This post is a simple introduction modelchecking. The goal of model checking is to verify if the behaviour of a system is as intended. This verification is especially usefull for safety-critical systems. Here are some examples: For the software in a car you want the brake pedal to always make the car brake, you do not want the turning on the radio can effect this behaviour. For the traffic lights of an intersection you never want two crossing lanes to have green light at the same time. A second intended behaviour of a traffic light system is that every lane will get green eventually.

In order to verify the behaviour of a system we need two things. The first thing is a good model of the system. The second thing is a good description of the intended behaviour of the system. In the next sections we will give a description of what a “good model” and a “good description” of behaviour might be. What I will describe is definitely not the only option, or the best option for every system, there are different choices for different types of systems.

Models

Let us start with defining what a “good model” might be for checking the behaviour of a system. A model is a simpler representation of the truth. We want a model that is as simple as possible, but not so simple that a problemwith the model does not point to a problem in the real system. This makes sense, right?

Let’s take a system and see what we can remove in order to get a simple model that is still usefull. If we take the example of a traffic-light system for an intersection. The “real” system includes: lights, controllers and the software they run, a lot of wires, vehicle detection sensors, some buttons for the pedestrians.

Now, what information do we need in order to check the behaviour described above (no crossing lanes have green at the same moment, a lanes will eventually get green)? For the lights we only care about their state, are they red, orange or green? How they are connected and how bright they are etc. is not important to us. We are also not interested in the specifics of the buttons, they can be represented as simple binary input: a car is detected, or it is not; there are pedestrians, or there are no pedestrians.

For the controllers we are not interested in the specific hardware or software they use. We are interested in how a controller responds given a certain input and having a certain state. The controller has a state that is based on its previous inputs. We are not interested in what exactly this state is. e.g. we do not care the values of variables in the controller or where in it’s program it is executing. What we are interested in is which states a certain input can be given and in which states a certain output is produced.

So, what are we interested in? Given the following crossing: Crossing Where every lane has one light for every direction and a sensor that detects if there is a vehicle in that lane.

And the following control system:

car_north = false
car_east = false
...

north_light = red
east_light = red
west_light = red
south_light = red

repeat {
    if (car_north AND east_light=red AND west_light=red AND south_light=red) {
        north_light = green
        wait(5s)
        north_light = orange
        wait(2s)
        north_light = red
    }
    if (car_east AND ...
}

where car_x is changed by the sensor.

This behaviour might be modeled as: The lights are displayed as (north_color, east_color, west_color, south_color).

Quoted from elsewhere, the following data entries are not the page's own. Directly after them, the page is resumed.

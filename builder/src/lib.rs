//! SmellyBlox add-on builder library.
//!
//! This crate bumps the add-on's manifest versions and packages the behavior
//! and resource packs into a `.mcaddon` archive. It backs the
//! `smellyblox-build` binary and can be driven programmatically, for example
//! against scratch pack layouts in tests.
//!
//! # Modules
//!
//! - [`addon`] - Versions, manifests, release planning, and packaging
//! - [`cli`] - Command-line argument definitions
//! - [`config`] - Build configuration and `smellyblox.toml` loading
//! - [`error`] - Error types for the release flow
//! - [`logging`] - Log subscriber setup for the binary
//! - [`output`] - Progress and dry-run text
//! - [`release`] - Bump and build operations over the on-disk manifests

pub mod addon;
pub mod cli;
pub mod config;
pub mod error;
pub mod logging;
pub mod output;
pub mod release;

  • state1: (red,red,red,red) transitions to (state2, state4)
  • state2: (green,red,red,red) transitions to (state3)
  • state3: (orange,red,red,red) transitinos to (state4)
  • state4: (red,red,red,red) transitions to (state5)

  • state5: (red,red,red,red) transitions to (state6, state8)
  • state6: (red,green,red,red) transitions to (state7)
  • state7: (red,orange,red,red) transitinos to (state8)
  • state8: (red,red,red,red) transitions to … …

This way of describing the system preserves the required information to do analysis of the behaviour of the system but removes all other information.